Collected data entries

=-=-=-=-=

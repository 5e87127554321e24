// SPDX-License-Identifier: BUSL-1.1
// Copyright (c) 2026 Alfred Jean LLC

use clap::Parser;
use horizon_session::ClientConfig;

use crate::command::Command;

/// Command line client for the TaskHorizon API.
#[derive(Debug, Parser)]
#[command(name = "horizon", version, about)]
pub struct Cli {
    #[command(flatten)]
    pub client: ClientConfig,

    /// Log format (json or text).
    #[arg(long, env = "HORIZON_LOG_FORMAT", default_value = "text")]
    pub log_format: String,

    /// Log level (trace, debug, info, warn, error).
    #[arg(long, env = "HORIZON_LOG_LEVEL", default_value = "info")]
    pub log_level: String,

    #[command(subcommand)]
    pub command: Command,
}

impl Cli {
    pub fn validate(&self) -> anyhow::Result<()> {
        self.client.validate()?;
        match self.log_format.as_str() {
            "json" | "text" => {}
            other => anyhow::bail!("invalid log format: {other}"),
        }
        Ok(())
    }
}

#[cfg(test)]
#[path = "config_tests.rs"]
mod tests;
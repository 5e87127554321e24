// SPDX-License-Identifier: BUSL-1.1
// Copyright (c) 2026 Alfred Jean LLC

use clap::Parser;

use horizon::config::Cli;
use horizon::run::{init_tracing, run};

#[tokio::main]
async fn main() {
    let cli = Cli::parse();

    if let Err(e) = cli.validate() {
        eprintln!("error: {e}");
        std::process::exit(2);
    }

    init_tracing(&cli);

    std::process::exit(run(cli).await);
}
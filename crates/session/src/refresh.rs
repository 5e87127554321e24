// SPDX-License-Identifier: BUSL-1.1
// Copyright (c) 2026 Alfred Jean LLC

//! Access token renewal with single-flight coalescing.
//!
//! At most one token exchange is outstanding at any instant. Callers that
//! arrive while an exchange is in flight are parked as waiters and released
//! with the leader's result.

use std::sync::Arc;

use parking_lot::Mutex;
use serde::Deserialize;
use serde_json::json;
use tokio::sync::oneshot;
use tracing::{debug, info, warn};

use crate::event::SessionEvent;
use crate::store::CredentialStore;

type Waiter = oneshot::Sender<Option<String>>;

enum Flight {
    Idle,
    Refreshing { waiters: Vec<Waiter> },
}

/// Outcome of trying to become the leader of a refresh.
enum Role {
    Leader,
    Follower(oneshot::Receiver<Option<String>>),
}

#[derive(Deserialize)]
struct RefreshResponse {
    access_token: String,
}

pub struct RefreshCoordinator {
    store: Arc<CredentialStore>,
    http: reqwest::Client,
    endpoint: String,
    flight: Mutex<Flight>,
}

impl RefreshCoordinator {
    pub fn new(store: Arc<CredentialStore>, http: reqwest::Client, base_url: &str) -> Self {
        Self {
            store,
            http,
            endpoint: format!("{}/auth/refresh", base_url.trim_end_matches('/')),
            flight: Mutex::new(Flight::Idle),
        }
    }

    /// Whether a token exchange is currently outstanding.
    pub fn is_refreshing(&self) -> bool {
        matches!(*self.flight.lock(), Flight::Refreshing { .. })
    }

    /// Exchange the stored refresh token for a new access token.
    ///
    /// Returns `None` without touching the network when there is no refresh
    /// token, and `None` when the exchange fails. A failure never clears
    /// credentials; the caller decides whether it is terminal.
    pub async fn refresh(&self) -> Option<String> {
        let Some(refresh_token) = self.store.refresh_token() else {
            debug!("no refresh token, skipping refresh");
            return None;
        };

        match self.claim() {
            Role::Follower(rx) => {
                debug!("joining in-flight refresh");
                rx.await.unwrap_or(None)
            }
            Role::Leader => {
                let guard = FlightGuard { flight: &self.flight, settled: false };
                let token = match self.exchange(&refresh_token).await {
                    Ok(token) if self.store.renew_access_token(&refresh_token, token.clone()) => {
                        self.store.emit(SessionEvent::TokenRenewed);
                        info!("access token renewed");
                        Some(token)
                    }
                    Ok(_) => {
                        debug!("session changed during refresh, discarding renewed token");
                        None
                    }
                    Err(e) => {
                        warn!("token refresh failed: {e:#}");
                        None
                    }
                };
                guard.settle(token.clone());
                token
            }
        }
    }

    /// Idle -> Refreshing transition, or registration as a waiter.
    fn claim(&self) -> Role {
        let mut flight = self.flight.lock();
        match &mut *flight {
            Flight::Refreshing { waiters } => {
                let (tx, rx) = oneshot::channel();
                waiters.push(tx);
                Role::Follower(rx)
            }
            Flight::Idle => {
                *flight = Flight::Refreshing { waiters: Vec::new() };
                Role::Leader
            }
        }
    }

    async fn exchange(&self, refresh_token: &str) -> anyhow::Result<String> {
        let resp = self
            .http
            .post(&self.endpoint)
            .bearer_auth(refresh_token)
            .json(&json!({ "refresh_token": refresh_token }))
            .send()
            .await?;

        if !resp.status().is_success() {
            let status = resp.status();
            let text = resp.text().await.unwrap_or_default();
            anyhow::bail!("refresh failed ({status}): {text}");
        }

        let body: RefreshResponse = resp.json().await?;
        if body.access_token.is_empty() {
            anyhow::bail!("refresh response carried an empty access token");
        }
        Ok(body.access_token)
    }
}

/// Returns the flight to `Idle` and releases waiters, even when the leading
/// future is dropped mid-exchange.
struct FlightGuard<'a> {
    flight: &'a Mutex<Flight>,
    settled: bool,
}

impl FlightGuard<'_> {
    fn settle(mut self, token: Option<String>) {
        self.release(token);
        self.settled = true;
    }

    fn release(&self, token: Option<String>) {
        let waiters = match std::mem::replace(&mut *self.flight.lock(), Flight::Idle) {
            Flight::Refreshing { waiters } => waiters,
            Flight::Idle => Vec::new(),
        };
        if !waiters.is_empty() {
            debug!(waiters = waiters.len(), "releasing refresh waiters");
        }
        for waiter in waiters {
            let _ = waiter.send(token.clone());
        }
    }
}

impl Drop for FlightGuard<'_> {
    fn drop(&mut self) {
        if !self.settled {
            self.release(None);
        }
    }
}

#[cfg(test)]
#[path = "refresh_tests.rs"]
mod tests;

=-=-=-=-=

REQUIRED ACTION
All of the data above must be retyped exactly.

RESPONSE BOX
repository 5e87127554321e24
// SPDX-License-Identifier: BUSL-1.1
// Copyright (c) 2026 Alfred Jean LLC

use clap::Parser;
use horizon_session::ClientConfig;

use crate::command::Command;

/// Command line client for the TaskHorizon API.
#[derive(Debug, Parser)]
#[command(name = "horizon", version, about)]
pub struct Cli {
    #[command(flatten)]
    pub client: ClientConfig,

    /// Log format (json or text).
    #[arg(long, env = "HORIZON_LOG_FORMAT", default_value = "text")]
    pub log_format: String,

    /// Log level (trace, debug, info, warn, error).
    #[arg(long, env = "HORIZON_LOG_LEVEL", default_value = "info")]
    pub log_level: String,

    #[command(subcommand)]
    pub command: Command,
}

impl Cli {
    pub fn validate(&self) -> anyhow::Result<()> {
        self.client.validate()?;
        match self.log_format.as_str() {
            "json" | "text" => {}
            other => anyhow::bail!("invalid log format: {other}"),
        }
        Ok(())
    }
}

#[cfg(test)]
#[path = "config_tests.rs"]
mod tests;
repository 5e87127554321e24
// SPDX-License-Identifier: BUSL-1.1
// Copyright (c) 2026 Alfred Jean LLC

use clap::Parser;

use horizon::config::Cli;
use horizon::run::{init_tracing, run};

#[tokio::main]
async fn main() {
    let cli = Cli::parse();

    if let Err(e) = cli.validate() {
        eprintln!("error: {e}");
        std::process::exit(2);
    }

    init_tracing(&cli);

    std::process::exit(run(cli).await);
}
filename crates/session/src/refresh.rs
repository 5e87127554321e24
// SPDX-License-Identifier: BUSL-1.1
// Copyright (c) 2026 Alfred Jean LLC

//! Access token renewal with single-flight coalescing.
//!
//! At most one token exchange is outstanding at any instant. Callers that
//! arrive while an exchange is in flight are parked as waiters and released
//! with the leader's result.

use std::sync::Arc;

use parking_lot::Mutex;
use serde::Deserialize;
use serde_json::json;
use tokio::sync::oneshot;
use tracing::{debug, info, warn};

use crate::event::SessionEvent;
use crate::store::CredentialStore;

type Waiter = oneshot::Sender<Option<String>>;

enum Flight {
    Idle,
    Refreshing { waiters: Vec<Waiter> },
}

/// Outcome of trying to become the leader of a refresh.
enum Role {
    Leader,
    Follower(oneshot::Receiver<Option<String>>),
}

#[derive(Deserialize)]
struct RefreshResponse {
    access_token: String,
}

pub struct RefreshCoordinator {
    store: Arc<CredentialStore>,
    http: reqwest::Client,
    endpoint: String,
    flight: Mutex<Flight>,
}

impl RefreshCoordinator {
    pub fn new(store: Arc<CredentialStore>, http: reqwest::Client, base_url: &str) -> Self {
        Self {
            store,
            http,
            endpoint: format!("{}/auth/refresh", base_url.trim_end_matches('/')),
            flight: Mutex::new(Flight::Idle),
        }
    }

    /// Whether a token exchange is currently outstanding.
    pub fn is_refreshing(&self) -> bool {
        matches!(*self.flight.lock(), Flight::Refreshing { .. })
    }

    /// Exchange the stored refresh token for a new access token.
    ///
    /// Returns `None` without touching the network when there is no refresh
    /// token, and `None` when the exchange fails. A failure never clears
    /// credentials; the caller decides whether it is terminal.
    pub async fn refresh(&self) -> Option<String> {
        let Some(refresh_token) = self.store.refresh_token() else {
            debug!("no refresh token, skipping refresh");
            return None;
        };

        match self.claim() {
            Role::Follower(rx) => {
                debug!("joining in-flight refresh");
                rx.await.unwrap_or(None)
            }
            Role::Leader => {
                let guard = FlightGuard { flight: &self.flight, settled: false };
                let token = match self.exchange(&refresh_token).await {
                    Ok(token) if self.store.renew_access_token(&refresh_token, token.clone()) => {
                        self.store.emit(SessionEvent::TokenRenewed);
                        info!("access token renewed");
                        Some(token)
                    }
                    Ok(_) => {
                        debug!("session changed during refresh, discarding renewed token");
                        None
                    }
                    Err(e) => {
                        warn!("token refresh failed: {e:#}");
                        None
                    }
                };
                guard.settle(token.clone());
                token
            }
        }
    }

    /// Idle -> Refreshing transition, or registration as a waiter.
    fn claim(&self) -> Role {
        let mut flight = self.flight.lock();
        match &mut *flight {
            Flight::Refreshing { waiters } => {
                let (tx, rx) = oneshot::channel();
                waiters.push(tx);
                Role::Follower(rx)
            }
            Flight::Idle => {
                *flight = Flight::Refreshing { waiters: Vec::new() };
                Role::Leader
            }
        }
    }

    async fn exchange(&self, refresh_token: &str) -> anyhow::Result<String> {
        let resp = self
            .http
            .post(&self.endpoint)
            .bearer_auth(refresh_token)
            .json(&json!({ "refresh_token": refresh_token }))
            .send()
            .await?;

        if !resp.status().is_success() {
            let status = resp.status();
            let text = resp.text().await.unwrap_or_default();
            anyhow::bail!("refresh failed ({status}): {text}");
        }

        let body: RefreshResponse = resp.json().await?;
        if body.access_token.is_empty() {
            anyhow::bail!("refresh response carried an empty access token");
        }
        Ok(body.access_token)
    }
}

/// Returns the flight to `Idle` and releases waiters, even when the leading
/// future is dropped mid-exchange.
struct FlightGuard<'a> {
    flight: &'a Mutex<Flight>,
    settled: bool,
}

impl FlightGuard<'_> {
    fn settle(mut self, token: Option<String>) {
        self.release(token);
        self.settled = true;
    }

    fn release(&self, token: Option<String>) {
        let waiters = match std::mem::replace(&mut *self.flight.lock(), Flight::Idle) {
            Flight::Refreshing { waiters } => waiters,
            Flight::Idle => Vec::new(),
        };
        if !waiters.is_empty() {
            debug!(waiters = waiters.len(), "releasing refresh waiters");
        }
        for waiter in waiters {
            let _ = waiter.send(token.clone());
        }
    }
}

impl Drop for FlightGuard<'_> {
    fn drop(&mut self) {
        if !self.settled {
            self.release(None);
        }
    }
}

#[cfg(test)]
#[path = "refresh_tests.rs"]
mod tests;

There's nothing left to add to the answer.